Entries provided |
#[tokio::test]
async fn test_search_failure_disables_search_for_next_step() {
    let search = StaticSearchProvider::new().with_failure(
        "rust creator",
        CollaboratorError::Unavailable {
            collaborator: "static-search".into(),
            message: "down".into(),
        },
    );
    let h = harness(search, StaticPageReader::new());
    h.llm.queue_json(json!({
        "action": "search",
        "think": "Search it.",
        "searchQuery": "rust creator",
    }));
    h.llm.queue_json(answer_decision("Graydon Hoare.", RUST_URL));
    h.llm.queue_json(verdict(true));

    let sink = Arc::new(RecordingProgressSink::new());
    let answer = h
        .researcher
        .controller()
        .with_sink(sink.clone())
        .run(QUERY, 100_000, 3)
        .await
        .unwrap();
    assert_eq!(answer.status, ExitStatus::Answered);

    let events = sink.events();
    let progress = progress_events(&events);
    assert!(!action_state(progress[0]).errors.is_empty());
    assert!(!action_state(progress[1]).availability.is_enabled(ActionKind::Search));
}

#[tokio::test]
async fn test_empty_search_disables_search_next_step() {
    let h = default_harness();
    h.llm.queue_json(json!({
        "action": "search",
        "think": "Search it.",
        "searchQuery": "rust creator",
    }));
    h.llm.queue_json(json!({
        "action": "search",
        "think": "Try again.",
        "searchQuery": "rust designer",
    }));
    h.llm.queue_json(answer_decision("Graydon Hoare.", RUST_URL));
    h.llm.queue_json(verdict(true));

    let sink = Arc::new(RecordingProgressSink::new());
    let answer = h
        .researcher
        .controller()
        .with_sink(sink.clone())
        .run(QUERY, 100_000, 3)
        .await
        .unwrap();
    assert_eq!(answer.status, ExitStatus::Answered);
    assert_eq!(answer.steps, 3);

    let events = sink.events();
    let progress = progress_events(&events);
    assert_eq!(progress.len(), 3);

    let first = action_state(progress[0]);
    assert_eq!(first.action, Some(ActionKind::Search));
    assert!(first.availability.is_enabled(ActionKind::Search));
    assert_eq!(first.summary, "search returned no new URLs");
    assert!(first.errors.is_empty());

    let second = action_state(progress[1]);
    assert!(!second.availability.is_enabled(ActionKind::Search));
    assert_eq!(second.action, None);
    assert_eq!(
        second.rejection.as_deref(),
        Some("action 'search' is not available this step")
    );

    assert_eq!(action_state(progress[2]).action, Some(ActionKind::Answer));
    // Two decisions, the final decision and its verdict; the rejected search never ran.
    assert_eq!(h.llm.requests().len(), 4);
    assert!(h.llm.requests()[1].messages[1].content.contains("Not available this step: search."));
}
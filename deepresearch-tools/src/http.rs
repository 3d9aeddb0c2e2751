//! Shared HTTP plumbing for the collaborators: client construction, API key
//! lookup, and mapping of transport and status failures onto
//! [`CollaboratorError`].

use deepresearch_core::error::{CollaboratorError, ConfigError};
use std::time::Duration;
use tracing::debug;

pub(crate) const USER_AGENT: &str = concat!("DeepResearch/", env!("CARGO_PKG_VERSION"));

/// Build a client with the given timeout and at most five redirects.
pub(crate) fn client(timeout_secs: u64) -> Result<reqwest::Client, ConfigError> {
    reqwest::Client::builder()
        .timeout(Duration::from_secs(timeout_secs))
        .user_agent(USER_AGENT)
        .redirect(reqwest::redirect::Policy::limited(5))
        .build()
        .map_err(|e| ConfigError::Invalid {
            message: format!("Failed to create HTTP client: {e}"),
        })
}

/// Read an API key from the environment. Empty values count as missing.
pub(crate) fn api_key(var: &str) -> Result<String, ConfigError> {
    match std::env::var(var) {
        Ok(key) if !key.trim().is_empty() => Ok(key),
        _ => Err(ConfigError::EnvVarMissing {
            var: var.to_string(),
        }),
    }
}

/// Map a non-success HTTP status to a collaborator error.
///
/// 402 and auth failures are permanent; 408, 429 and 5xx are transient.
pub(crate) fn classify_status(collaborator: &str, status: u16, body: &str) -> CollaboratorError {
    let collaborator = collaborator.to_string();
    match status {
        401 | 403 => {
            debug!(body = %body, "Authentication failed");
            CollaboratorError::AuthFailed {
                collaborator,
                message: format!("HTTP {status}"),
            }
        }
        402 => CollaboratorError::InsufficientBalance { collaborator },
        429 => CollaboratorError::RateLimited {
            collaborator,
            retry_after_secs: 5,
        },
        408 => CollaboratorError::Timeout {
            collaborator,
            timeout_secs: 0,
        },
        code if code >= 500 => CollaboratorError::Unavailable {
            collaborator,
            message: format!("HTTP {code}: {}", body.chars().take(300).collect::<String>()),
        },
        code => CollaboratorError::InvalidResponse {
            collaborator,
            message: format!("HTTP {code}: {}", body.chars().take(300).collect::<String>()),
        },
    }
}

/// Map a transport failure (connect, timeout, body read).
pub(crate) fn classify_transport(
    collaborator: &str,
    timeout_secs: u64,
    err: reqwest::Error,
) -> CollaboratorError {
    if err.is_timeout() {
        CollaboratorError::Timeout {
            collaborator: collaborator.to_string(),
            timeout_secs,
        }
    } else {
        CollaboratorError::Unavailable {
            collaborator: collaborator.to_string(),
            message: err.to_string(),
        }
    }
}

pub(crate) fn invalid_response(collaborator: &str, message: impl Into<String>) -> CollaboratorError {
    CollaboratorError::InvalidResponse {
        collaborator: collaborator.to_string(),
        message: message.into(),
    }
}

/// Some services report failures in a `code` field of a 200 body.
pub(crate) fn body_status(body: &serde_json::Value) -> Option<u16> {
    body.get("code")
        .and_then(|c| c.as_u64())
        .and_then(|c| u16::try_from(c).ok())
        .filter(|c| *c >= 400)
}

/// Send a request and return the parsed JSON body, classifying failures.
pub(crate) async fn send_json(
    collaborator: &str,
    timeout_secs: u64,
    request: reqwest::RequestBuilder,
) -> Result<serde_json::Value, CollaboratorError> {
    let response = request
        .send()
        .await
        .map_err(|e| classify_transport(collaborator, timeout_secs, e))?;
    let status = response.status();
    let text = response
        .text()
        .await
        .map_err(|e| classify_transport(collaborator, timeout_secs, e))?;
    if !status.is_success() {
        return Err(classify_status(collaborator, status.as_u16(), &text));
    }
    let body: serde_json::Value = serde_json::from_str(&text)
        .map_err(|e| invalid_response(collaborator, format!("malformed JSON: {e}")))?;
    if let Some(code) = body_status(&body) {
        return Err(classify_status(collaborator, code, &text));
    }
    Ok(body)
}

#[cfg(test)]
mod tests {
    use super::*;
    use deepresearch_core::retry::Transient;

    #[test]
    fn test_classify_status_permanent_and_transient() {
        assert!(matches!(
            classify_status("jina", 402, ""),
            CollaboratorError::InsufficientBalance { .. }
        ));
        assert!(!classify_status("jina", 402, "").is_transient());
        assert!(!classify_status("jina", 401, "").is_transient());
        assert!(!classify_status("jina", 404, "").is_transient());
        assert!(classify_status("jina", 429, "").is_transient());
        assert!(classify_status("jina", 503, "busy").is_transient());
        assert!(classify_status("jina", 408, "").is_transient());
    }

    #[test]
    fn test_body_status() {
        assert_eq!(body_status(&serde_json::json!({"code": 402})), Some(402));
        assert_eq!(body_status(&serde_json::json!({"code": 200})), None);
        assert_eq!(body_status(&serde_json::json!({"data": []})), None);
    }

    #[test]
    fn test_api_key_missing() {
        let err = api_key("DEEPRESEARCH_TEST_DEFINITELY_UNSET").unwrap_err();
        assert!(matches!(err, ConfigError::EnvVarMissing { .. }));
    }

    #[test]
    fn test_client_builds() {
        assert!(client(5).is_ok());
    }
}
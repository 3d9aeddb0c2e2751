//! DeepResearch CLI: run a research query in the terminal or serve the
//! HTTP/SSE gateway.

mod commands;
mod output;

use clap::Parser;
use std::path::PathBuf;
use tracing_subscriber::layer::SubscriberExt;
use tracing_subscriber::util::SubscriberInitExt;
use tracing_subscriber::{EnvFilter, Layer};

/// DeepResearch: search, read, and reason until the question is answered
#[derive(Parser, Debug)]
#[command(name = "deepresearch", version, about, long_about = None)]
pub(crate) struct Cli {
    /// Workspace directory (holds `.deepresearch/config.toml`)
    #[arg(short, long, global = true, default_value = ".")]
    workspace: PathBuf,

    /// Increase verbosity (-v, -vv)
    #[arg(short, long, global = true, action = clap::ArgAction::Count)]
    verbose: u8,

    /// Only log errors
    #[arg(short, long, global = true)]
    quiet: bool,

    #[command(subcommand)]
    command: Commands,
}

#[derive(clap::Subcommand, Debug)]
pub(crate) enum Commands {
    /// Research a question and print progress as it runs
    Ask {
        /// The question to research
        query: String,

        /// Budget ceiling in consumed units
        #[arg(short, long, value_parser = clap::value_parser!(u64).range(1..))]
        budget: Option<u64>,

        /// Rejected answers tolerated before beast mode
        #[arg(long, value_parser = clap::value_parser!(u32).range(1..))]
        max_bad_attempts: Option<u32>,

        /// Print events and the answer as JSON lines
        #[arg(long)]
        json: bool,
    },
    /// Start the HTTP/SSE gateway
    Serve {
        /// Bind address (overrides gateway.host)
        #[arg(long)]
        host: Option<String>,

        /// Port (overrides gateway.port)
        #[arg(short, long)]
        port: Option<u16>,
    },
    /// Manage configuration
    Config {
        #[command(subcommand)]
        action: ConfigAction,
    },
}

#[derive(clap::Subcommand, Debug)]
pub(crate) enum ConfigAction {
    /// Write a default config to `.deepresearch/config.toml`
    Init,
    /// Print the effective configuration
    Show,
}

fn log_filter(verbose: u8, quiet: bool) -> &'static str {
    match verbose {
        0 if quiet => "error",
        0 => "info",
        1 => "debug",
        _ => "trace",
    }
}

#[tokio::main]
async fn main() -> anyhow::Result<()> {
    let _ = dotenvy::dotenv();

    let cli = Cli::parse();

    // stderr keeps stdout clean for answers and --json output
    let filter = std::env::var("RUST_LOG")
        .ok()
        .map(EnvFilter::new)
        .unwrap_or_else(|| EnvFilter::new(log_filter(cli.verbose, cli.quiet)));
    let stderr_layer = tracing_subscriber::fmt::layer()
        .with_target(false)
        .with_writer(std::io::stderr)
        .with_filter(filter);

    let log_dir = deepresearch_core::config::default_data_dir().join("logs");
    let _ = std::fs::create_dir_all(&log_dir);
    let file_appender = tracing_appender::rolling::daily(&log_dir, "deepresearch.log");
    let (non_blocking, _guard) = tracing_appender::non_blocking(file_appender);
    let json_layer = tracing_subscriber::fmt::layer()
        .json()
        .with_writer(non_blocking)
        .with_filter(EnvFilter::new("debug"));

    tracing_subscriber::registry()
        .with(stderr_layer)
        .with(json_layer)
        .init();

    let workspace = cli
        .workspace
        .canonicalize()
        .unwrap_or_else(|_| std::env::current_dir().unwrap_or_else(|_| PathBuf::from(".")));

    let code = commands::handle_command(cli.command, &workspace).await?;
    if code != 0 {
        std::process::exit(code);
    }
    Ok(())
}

Work instructions | Return each line from the entries above that includes "host".

Response below |
        /// Bind address (overrides gateway.host)
        host: Option<String>,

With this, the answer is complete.